Claude Opus 4.7 for Coding Agents: xhigh, /ultrareview & Task Budgets

If you're already running Claude Code or Opus 4.7 via the API, four mechanisms shipped on April 16, 2026 changed the defaults under your agent loop. xhigh is the new effort level — and it's now your default in Claude Code whether you set it or not. /ultrareview adds a multi-pass review subcommand. Task budgets give you a soft token ceiling for entire agentic loops. Auto mode rolled out to Max users. Self-verification behavior is on by default and changes the contract for how the model decides "done."

This article covers what each mechanism does, when to use it, and when not to. The goal is to get you to the right configuration in one read — not to rephrase the launch announcement.

The Four New Mechanisms for Coding Agents

Why these matter together, not just individually

Each mechanism is independently useful, but the combination is where the real change shows up. xhigh increases reasoning depth per turn, which tends to increase token consumption. Task budgets bound that consumption across a multi-turn agent loop. /ultrareview is a high-quality review pass that costs tokens — and task budgets ensure the review is included in your overall budget rather than tacked on. Auto mode reduces the number of confirmation interruptions, which lets agents complete more work per session — which is exactly when token controls matter most.
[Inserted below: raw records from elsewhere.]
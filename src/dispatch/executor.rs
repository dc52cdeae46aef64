//! Concurrent vendor call execution.

use std::time::Duration;

use futures::stream::FuturesUnordered;
use futures::StreamExt;
use log::{debug, warn};
use reqwest::Method;

use crate::error_handling::{
    categorize_reqwest_error, categorize_status, DispatchStats, VendorErrorType,
};
use crate::utils::sanitize_and_truncate_error_message;

use super::request::PreparedRequest;

/// Outcome classification for one vendor call.
#[derive(Debug, Clone, Copy, PartialEq, Eq)]
pub enum CallStatus {
    /// Vendor responded with a 2xx status.
    Success,
    /// Vendor responded with a non-2xx status (body still captured).
    HttpError,
    /// The call exceeded the per-call timeout and was abandoned.
    Timeout,
    /// The call failed below HTTP (connect, request build, body read).
    TransportError,
}

impl CallStatus {
    /// Stable string form stored in the call log's status column.
    pub fn as_str(&self) -> &'static str {
        match self {
            CallStatus::Success => "success",
            CallStatus::HttpError => "http_error",
            CallStatus::Timeout => "timeout",
            CallStatus::TransportError => "transport_error",
        }
    }
}

/// The resolved result of one vendor call: either a response snapshot or a
/// distinguishable failure, plus wall-clock duration. Returned by value
/// from each call task and collected at the join: tasks never write into
/// shared state.
#[derive(Debug)]
pub struct CallOutcome {
    /// The request that was dispatched (kept for the call log snapshot).
    pub request: PreparedRequest,
    /// Outcome classification.
    pub status: CallStatus,
    /// HTTP status code, when a response line was received.
    pub http_status: Option<u16>,
    /// Response headers, when a response was received.
    pub response_headers: Vec<(String, String)>,
    /// Response body, when one was read to completion.
    pub response_body: Option<String>,
    /// Wall-clock duration from dispatch to final byte (or abandonment).
    pub duration: Duration,
    /// Failure detail for unsuccessful calls.
    pub error: Option<String>,
}

impl CallOutcome {
    /// True when the vendor responded 2xx.
    pub fn is_success(&self) -> bool {
        self.status == CallStatus::Success
    }
}

/// Dispatches every prepared request concurrently and waits for all of
/// them.
///
/// All requests are issued without waiting on one another; the call
/// suspends until every request has completed or been abandoned by its own
/// timeout. One request's failure never aborts its siblings. Outcomes are
/// returned in completion order: callers needing integration order key off
/// `integration_id`.
pub async fn dispatch_all(
    client: &reqwest::Client,
    requests: Vec<PreparedRequest>,
    call_timeout: Duration,
    stats: &DispatchStats,
) -> Vec<CallOutcome> {
    let mut calls: FuturesUnordered<_> = requests
        .into_iter()
        .map(|request| execute_call(client, request, call_timeout, stats))
        .collect();

    let mut outcomes = Vec::with_capacity(calls.len());
    while let Some(outcome) = calls.next().await {
        match outcome.status {
            CallStatus::Success => debug!(
                "Vendor {} responded {} in {}ms",
                outcome.request.integration_name,
                outcome.http_status.unwrap_or(0),
                outcome.duration.as_millis()
            ),
            _ => warn!(
                "Vendor {} call failed ({}): {}",
                outcome.request.integration_name,
                outcome.status.as_str(),
                outcome.error.as_deref().unwrap_or("no detail")
            ),
        }
        outcomes.push(outcome);
    }
    outcomes
}

/// Executes one vendor call with its own timeout and classifies the result.
async fn execute_call(
    client: &reqwest::Client,
    request: PreparedRequest,
    call_timeout: Duration,
    stats: &DispatchStats,
) -> CallOutcome {
    let method = match Method::from_bytes(request.method.as_bytes()) {
        Ok(method) => method,
        Err(_) => {
            stats.increment(VendorErrorType::RequestBuildError);
            let error = format!("Unsupported HTTP method: {}", request.method);
            return CallOutcome {
                request,
                status: CallStatus::TransportError,
                http_status: None,
                response_headers: Vec::new(),
                response_body: None,
                duration: Duration::ZERO,
                error: Some(error),
            };
        }
    };

    let started = std::time::Instant::now();
    match tokio::time::timeout(call_timeout, send_request(client, method, &request)).await {
        Ok(Ok((http_status, response_headers, response_body))) => {
            // Duration covers dispatch through the final body byte
            let duration = started.elapsed();
            if (200..300).contains(&http_status) {
                CallOutcome {
                    request,
                    status: CallStatus::Success,
                    http_status: Some(http_status),
                    response_headers,
                    response_body: Some(response_body),
                    duration,
                    error: None,
                }
            } else {
                stats.increment(categorize_status(http_status));
                let error = format!("Vendor returned HTTP {http_status}");
                CallOutcome {
                    request,
                    status: CallStatus::HttpError,
                    http_status: Some(http_status),
                    response_headers,
                    response_body: Some(response_body),
                    duration,
                    error: Some(error),
                }
            }
        }
        Ok(Err(e)) => {
            let duration = started.elapsed();
            let category = categorize_reqwest_error(&e);
            stats.increment(category);
            let status = if category == VendorErrorType::CallTimeout {
                CallStatus::Timeout
            } else {
                CallStatus::TransportError
            };
            CallOutcome {
                request,
                status,
                http_status: e.status().map(|s| s.as_u16()),
                response_headers: Vec::new(),
                response_body: None,
                duration,
                error: Some(sanitize_and_truncate_error_message(&e.to_string())),
            }
        }
        Err(_elapsed) => {
            stats.increment(VendorErrorType::CallTimeout);
            let error = format!(
                "Vendor call timeout after {} seconds",
                call_timeout.as_secs_f64()
            );
            CallOutcome {
                request,
                status: CallStatus::Timeout,
                http_status: None,
                response_headers: Vec::new(),
                response_body: None,
                duration: started.elapsed(),
                error: Some(error),
            }
        }
    }
}

/// Sends one request and reads the response to completion.
///
/// Headers are captured before the body read so an aborted body still
/// leaves something for diagnosis in the error path's message.
async fn send_request(
    client: &reqwest::Client,
    method: Method,
    request: &PreparedRequest,
) -> Result<(u16, Vec<(String, String)>, String), reqwest::Error> {
    let mut builder = client.request(method, request.url.as_str());
    for (name, value) in &request.headers {
        builder = builder.header(name.as_str(), value.as_str());
    }
    if !request.body.is_empty() {
        builder = builder.body(request.body.clone());
    }

    let response = builder.send().await?;
    let http_status = response.status().as_u16();
    let headers: Vec<(String, String)> = response
        .headers()
        .iter()
        .map(|(name, value)| (name.to_string(), value.to_str().unwrap_or("").to_string()))
        .collect();
    let body = response.text().await?;
    Ok((http_status, headers, body))
}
The recommended pairing for production agentic coding work, distilled from Anthropic's official Opus 4.7 documentation: xhigh effort + a task budget calibrated to your workload + /ultrareview at merge gates. Each piece has a job; they reinforce each other rather than duplicate.

xhigh Effort Level

Where it sits: between high and max in the reasoning depth spectrum

The effort scale in Opus 4.7 now has five levels: low, medium, high, xhigh, max. xhigh sits between high and max. It biases the model toward deeper reasoning per turn without paying the full token cost of max effort.

Adaptive thinking is now the only thinking mode in Opus 4.7. The model decides how long to reason; the effort knob biases that decision. At xhigh, the model almost always thinks deeply; at low, it rarely does.
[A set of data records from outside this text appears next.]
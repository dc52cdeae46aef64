//! Row parameter and summary structs for the audit tables.

/// Parameters for creating an execution log at run start.
pub struct NewExecutionLog<'a> {
    /// Mix being aggregated.
    pub mix_id: i64,
    /// Visitor fingerprint for the run.
    pub fingerprint: &'a str,
    /// Origin label of the caller (e.g., "cli", "api").
    pub origin: &'a str,
    /// Number of integrations that will be dispatched.
    pub total_integrations: i64,
}

/// Final statistics for a completed run, recorded exactly once.
pub struct ExecutionStats {
    /// Execution log row to finalize.
    pub execution_id: i64,
    /// Integrations whose call returned 2xx.
    pub successful_integrations: i64,
    /// Integrations whose call failed (timeout, transport, non-2xx).
    pub failed_integrations: i64,
    /// Offers aggregated across all successful integrations.
    pub total_offers: i64,
    /// Wall-clock duration of the whole run in milliseconds.
    pub duration_ms: i64,
}

/// Parameters for recording one vendor call.
///
/// Header snapshots are pre-serialized JSON text; body snapshots are
/// truncated by the insert before storage.
pub struct NewCallLog<'a> {
    /// Parent execution log id.
    pub execution_id: i64,
    /// Integration that was called.
    pub integration_id: i64,
    /// Outcome status ("success", "http_error", "timeout",
    /// "transport_error").
    pub status: &'a str,
    /// HTTP status code when a response was received.
    pub http_status: Option<i64>,
    /// Call duration in milliseconds, dispatch to final byte.
    pub duration_ms: i64,
    /// Request method snapshot.
    pub request_method: &'a str,
    /// Request URL snapshot.
    pub request_url: &'a str,
    /// Request headers as JSON text.
    pub request_headers: &'a str,
    /// Rendered request body.
    pub request_body: &'a str,
    /// Response headers as JSON text.
    pub response_headers: &'a str,
    /// Response body, when one was received.
    pub response_body: Option<&'a str>,
    /// Failure detail for unsuccessful calls.
    pub error: Option<&'a str>,
}

/// Summary of a run, suitable for displaying execution history.
#[derive(Debug, Clone)]
pub struct ExecutionSummary {
    /// Execution log row id.
    pub id: i64,
    /// Mix that was aggregated.
    pub mix_id: i64,
    /// Visitor fingerprint for the run.
    pub fingerprint: String,
    /// Origin label of the caller.
    pub origin: String,
    /// Number of integrations dispatched.
    pub total_integrations: i64,
    /// Integrations whose call returned 2xx.
    pub successful_integrations: i64,
    /// Integrations whose call failed.
    pub failed_integrations: i64,
    /// Offers aggregated across all successful integrations.
    pub total_offers: i64,
    /// Run duration in milliseconds (None if the run never finalized).
    pub duration_ms: Option<i64>,
    /// Start time as milliseconds since Unix epoch.
    pub started_at_ms: i64,
    /// Finalize time as milliseconds since Unix epoch (None if the run is
    /// still pending or died mid-flight).
    pub finished_at_ms: Option<i64>,
}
What it does: more thinking before acting, without full max latency

xhigh produces measurably more thorough output on complex coding tasks than high, while staying meaningfully cheaper and faster than max. Anthropic's own benchmark data shows xhigh approaches 75% on complex coding tasks; max pushes higher but burns significantly more tokens for marginal gains on most workloads. Hex's CTO summarized the practical shift in Anthropic's launch announcement: "low-effort Opus 4.7 is roughly equivalent to medium-effort Opus 4.6." The whole effort curve shifted up; xhigh is closer to where high used to live in real-world usefulness.

Claude Code now defaults to xhigh for all plans

If you opened Claude Code after April 16, 2026, you're already running xhigh — Pro, Max, Teams, and Enterprise all default to it. Existing users without a manually set effort level were auto-upgraded. The previous default was high. To override:

/effort high   # if you want to step down for latency-sensitive work
/effort max    # if you want to step up for hardest problems

When to step down to high (latency-sensitive interactive work)

Use high (or lower) when:

The task is a quick edit, simple bug fix, or short refactor where latency matters more than depth
You're in interactive pair-programming mode where waiting for deep reasoning breaks flow
Your prompt is well-scoped and the answer is obvious — xhigh's adaptive thinking will run longer on ambiguous prompts, so a clear prompt lets you safely use less effort

Drop to medium or low for classification, extraction, formatting, or short summaries. xhigh on trivial work wastes tokens because adaptive thinking still scales with prompt ambiguity.

When to step up to max (hardest problems, batch-tolerant workflows)

Use max when:

Your evaluations show measurable quality headroom at xhigh — you've actually tested both
The task is a known-hard problem where a small accuracy gain justifies higher cost (production-critical refactors, security-sensitive code, complex algorithm design)
You're running batch workloads where latency is acceptable

Don't default to max for everything. Most production coding workflows hit diminishing returns past xhigh.

Cost impact: deeper thinking → more output tokens on complex tasks

xhigh roughly doubles token usage compared to high on long agentic runs. Combined with Opus 4.7's updated tokenizer (which produces 1.0–1.35x more tokens for the same input than 4.6), real cost on the same workload runs hotter than before. If you were spending $1,000/month on Opus 4.6 at high effort, expect roughly $1,000–$1,350/month on Opus 4.7 at the same effort — and more if you're running Claude Code where xhigh kicks in by default.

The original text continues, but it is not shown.